Starting two instances can cause all sorts of problems unless it's done exactly right, and shutting down those instances can cause other problems. Nevertheless I'm hopeful that no damage was done and your new WU is an encouraging sign.

When does the completed WU expire?
eliot1785
Posts: 78
Joined: Sat Dec 15, 2007 11:51 pm
Location: Cambridge, MA

Re: problems with all SMP servers

Post by eliot1785 »

@bruce et al.,
So, it looks like the problem was my ISP after all. I started seeing browser problems as well a few hours ago (browser claiming it was offline, but then loading the page upon refresh), and eventually I decided to drop the connection and try a USB broadband card (aka "pc card") from AT&T to supplement the WiFi in my apartment (wasn't enthusiastic about the price but I need reliable access for my job). And, as soon as I switched to the AT&T network, the SMP client was able to upload my WU without any problems.

@kasson, I think that your hunch was correct that the difference between the GPU2 client and the SMP client was that the GPU2 files were smaller, so it was able to get through "in between" the connection issues.

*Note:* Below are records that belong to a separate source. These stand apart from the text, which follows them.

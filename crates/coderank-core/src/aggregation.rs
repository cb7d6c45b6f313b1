//! Edge aggregation from file level up to package level

use crate::model::{ImportEdge, ImportTarget};
use serde::{Deserialize, Serialize};
use std::collections::BTreeMap;

/// Directory names that hold packages rather than being packages themselves.
pub const SOURCE_ROOTS: &[&str] = &["src", "lib", "Sources", "source"];

/// A summary edge between two modules.
#[derive(Debug, Clone, PartialEq, Eq, Serialize, Deserialize)]
pub struct AggregatedEdge {
    pub source: String,
    pub target: String,
    /// How many file-level import edges this represents.
    pub count: u32,
    pub target_is_local: bool,
}

/// Top-level package a repository file belongs to.
///
/// `pkg/a/b.py` -> `pkg`, `src/pkg/b.py` -> `pkg`, `main.py` -> `main`,
/// `src/lib.rs` -> `src`.
pub fn module_of_path(path: &str) -> String {
    let parts: Vec<&str> = path.split('/').collect();
    match parts.as_slice() {
        [] => String::new(),
        [file] => file_stem(file).to_string(),
        [root, next, _, ..] if SOURCE_ROOTS.contains(root) => (*next).to_string(),
        [first, ..] => (*first).to_string(),
    }
}

fn file_stem(file: &str) -> &str {
    match file.rfind('.') {
        Some(0) | None => file,
        Some(idx) => &file[..idx],
    }
}

/// Collapse file-level import edges into module-level edges. Edges whose
/// endpoints fall into the same module are dropped.
pub fn aggregate_edges(edges: &[ImportEdge]) -> Vec<AggregatedEdge> {
    let mut agg: BTreeMap<(String, String), AggregatedEdge> = BTreeMap::new();

    for edge in edges {
        let source = module_of_path(&edge.source);
        let target = match &edge.target {
            ImportTarget::File(path) => module_of_path(path),
            ImportTarget::Module(name) => name.clone(),
        };

        if source == target {
            continue;
        }

        let entry = agg
            .entry((source.clone(), target.clone()))
            .or_insert_with(|| AggregatedEdge {
                source,
                target,
                count: 0,
                target_is_local: edge.is_local,
            });
        entry.count += 1;
    }

    agg.into_values().collect()
}
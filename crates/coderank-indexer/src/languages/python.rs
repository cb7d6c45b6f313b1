//! Python language extractor using tree-sitter

use crate::extractor::{ExtractionResult, LanguageExtractor, QualifiedIds};
use crate::parser_pool::{self, Grammar};
use anyhow::Result;
use coderank_core::{CallSite, ImportRef, Symbol, SymbolRole};
use tree_sitter::{Node, Point};

/// Receivers whose attribute calls are treated as calls to a sibling method.
const SELF_RECEIVERS: &[&str] = &["self", "cls"];

pub struct PythonExtractor;

impl LanguageExtractor for PythonExtractor {
    fn extract(&self, path: &str, text: &str) -> Result<ExtractionResult> {
        let tree = parser_pool::parse(Grammar::Python, text)?;
        let mut walker = Walker {
            path,
            source: text.as_bytes(),
            scope: Vec::new(),
            callers: Vec::new(),
            ids: QualifiedIds::default(),
            result: ExtractionResult::default(),
        };
        walker.visit(tree.root_node());
        Ok(walker.result)
    }
}

fn line(point: Point) -> u32 {
    point.row as u32 + 1
}

struct Walker<'a> {
    path: &'a str,
    source: &'a [u8],
    /// Names of the enclosing classes and functions, outermost first.
    scope: Vec<String>,
    /// Qualified ids of the enclosing functions, innermost last.
    callers: Vec<String>,
    ids: QualifiedIds,
    result: ExtractionResult,
}

impl Walker<'_> {
    fn visit(&mut self, node: Node<'_>) {
        if node.is_error() {
            self.result.skipped.push(format!(
                "syntax error at lines {}-{}",
                line(node.start_position()),
                line(node.end_position())
            ));
            return;
        }
        match node.kind() {
            "function_definition" => self.definition(node, SymbolRole::Callable),
            "class_definition" => self.definition(node, SymbolRole::Container),
            "import_statement" => self.import(node),
            "import_from_statement" => self.import_from(node),
            "call" => {
                self.call(node);
                self.visit_children(node, None);
            }
            _ => self.visit_children(node, None),
        }
    }

    fn visit_children(&mut self, node: Node<'_>, except: Option<Node<'_>>) {
        let mut cursor = node.walk();
        let children: Vec<Node<'_>> = node.children(&mut cursor).collect();
        for child in children {
            if except.is_some_and(|e| e.id() == child.id()) {
                continue;
            }
            self.visit(child);
        }
    }

    fn text(&self, node: Node<'_>) -> Option<&str> {
        node.utf8_text(self.source).ok()
    }

    /// Record a `def` or `class`. The span starts at the keyword line, so
    /// decorators never shift it.
    fn definition(&mut self, node: Node<'_>, role: SymbolRole) {
        let name = node
            .child_by_field_name("name")
            .filter(|n| !n.is_missing())
            .and_then(|n| self.text(n))
            .map(str::to_string);
        let Some(name) = name else {
            self.result.skipped.push(format!(
                "definition without a name at line {}",
                line(node.start_position())
            ));
            return;
        };

        let scope = (!self.scope.is_empty()).then(|| self.scope.join("."));
        let mut symbol = Symbol::new(
            self.path,
            scope.as_deref(),
            &name,
            line(node.start_position()),
            line(node.end_position()),
            role,
        );
        self.ids.claim(&mut symbol);
        let qualified_id = symbol.qualified_id.clone();
        match role {
            SymbolRole::Callable => self.result.symbols.functions.push(symbol),
            SymbolRole::Container => self.result.symbols.classes.push(symbol),
        }

        // Parameters, defaults and base classes are evaluated in the outer scope.
        let body = node.child_by_field_name("body");
        self.visit_children(node, body);

        let Some(body) = body else {
            return;
        };
        self.scope.push(name);
        let callable = role == SymbolRole::Callable;
        if callable {
            self.callers.push(qualified_id);
        }
        self.visit(body);
        if callable {
            self.callers.pop();
        }
        self.scope.pop();
    }

    fn call(&mut self, node: Node<'_>) {
        let Some(function) = node.child_by_field_name("function") else {
            return;
        };
        let callee = match function.kind() {
            "identifier" => self.text(function),
            "attribute" => {
                let receiver = function
                    .child_by_field_name("object")
                    .and_then(|o| self.text(o));
                if receiver.is_some_and(|r| SELF_RECEIVERS.contains(&r)) {
                    function
                        .child_by_field_name("attribute")
                        .and_then(|a| self.text(a))
                } else {
                    None
                }
            }
            _ => None,
        };
        let (Some(callee), Some(caller)) = (callee, self.callers.last()) else {
            return;
        };
        let site = CallSite {
            caller: caller.clone(),
            callee: callee.to_string(),
            line: line(node.start_position()),
        };
        self.result.symbols.calls.push(site);
    }

    /// Module path of a `dotted_name` or `aliased_import` node.
    fn imported_name(&self, node: Node<'_>) -> Option<String> {
        let target = match node.kind() {
            "aliased_import" => node.child_by_field_name("name")?,
            _ => node,
        };
        let text = self.text(target)?;
        Some(text.split_whitespace().collect())
    }

    /// `import a.b, c as d`
    fn import(&mut self, node: Node<'_>) {
        let line = line(node.start_position());
        let mut cursor = node.walk();
        let targets: Vec<String> = node
            .children_by_field_name("name", &mut cursor)
            .filter_map(|n| self.imported_name(n))
            .collect();
        for target in targets {
            self.result
                .symbols
                .imports
                .push(ImportRef::statement(target, line));
        }
    }

    /// `from ..pkg import a, b as c`
    fn import_from(&mut self, node: Node<'_>) {
        let Some(module) = node
            .child_by_field_name("module_name")
            .and_then(|n| self.text(n))
            .map(|t| t.split_whitespace().collect::<String>())
        else {
            return;
        };
        let mut cursor = node.walk();
        let names: Vec<String> = node
            .children_by_field_name("name", &mut cursor)
            .filter_map(|n| self.imported_name(n))
            .collect();
        let import = ImportRef::statement(module, line(node.start_position())).with_names(names);
        self.result.symbols.imports.push(import);
    }
}
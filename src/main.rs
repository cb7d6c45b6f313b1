//! coderank CLI entry point

use clap::{Parser, Subcommand};
use std::path::PathBuf;
use tracing_subscriber::{layer::SubscriberExt, util::SubscriberInitExt};

mod commands;

#[derive(Parser)]
#[command(name = "coderank")]
#[command(about = "Rank the files, functions and modules of a code repository", long_about = None)]
struct Cli {
    #[command(subcommand)]
    command: Commands,

    /// Enable verbose logging
    #[arg(short, long, global = true)]
    verbose: bool,

    /// Repository root path (defaults to current directory)
    #[arg(short, long, global = true, default_value = ".")]
    root: PathBuf,

    /// Engine configuration file (TOML)
    #[arg(short, long, global = true)]
    config: Option<PathBuf>,
}

#[derive(Subcommand)]
enum Commands {
    /// Analyze the repository and print rankings
    Analyze {
        /// Entries per ranked view
        #[arg(short, long, default_value = "10")]
        top: usize,

        /// Print the report as JSON
        #[arg(long)]
        json: bool,
    },
    /// Print the subgraph around one entity as JSON
    Subgraph {
        /// Entity id: a file path, `path::function` or a module name
        #[arg(required_unless_present = "all", conflicts_with = "all")]
        focus: Option<String>,

        /// Export the whole graph, capped at the highest-ranked nodes
        #[arg(long)]
        all: bool,

        /// Graph to query: file, function or module
        #[arg(short, long, default_value = "file")]
        kind: coderank_core::EntityKind,
    },
    /// Show version
    Version,
}

fn main() -> anyhow::Result<()> {
    let cli = Cli::parse();

    let log_level = if cli.verbose { "debug" } else { "info" };
    tracing_subscriber::registry()
        .with(tracing_subscriber::EnvFilter::new(format!("coderank={}", log_level)))
        .with(tracing_subscriber::fmt::layer().with_writer(std::io::stderr))
        .init();

    match cli.command {
        Commands::Analyze { top, json } => commands::analyze(&cli.root, cli.config.as_deref(), top, json),
        Commands::Subgraph { focus, all: _, kind } => {
            commands::subgraph(&cli.root, cli.config.as_deref(), focus, kind)
        }
        Commands::Version => {
            println!("coderank v{}", env!("CARGO_PKG_VERSION"));
            Ok(())
        }
    }
}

I talked with some people with whom we share our WiFi connection and they believe we have a "bad [physical] connection" to the cable network, and that we're also far away from the hub, and that these 2 things cause erratic performance. TCP/IP is supposed to make download/upload robust, but I guess we might be experiencing packet loss that is bad enough that the server/client become unsure how/whether to proceed.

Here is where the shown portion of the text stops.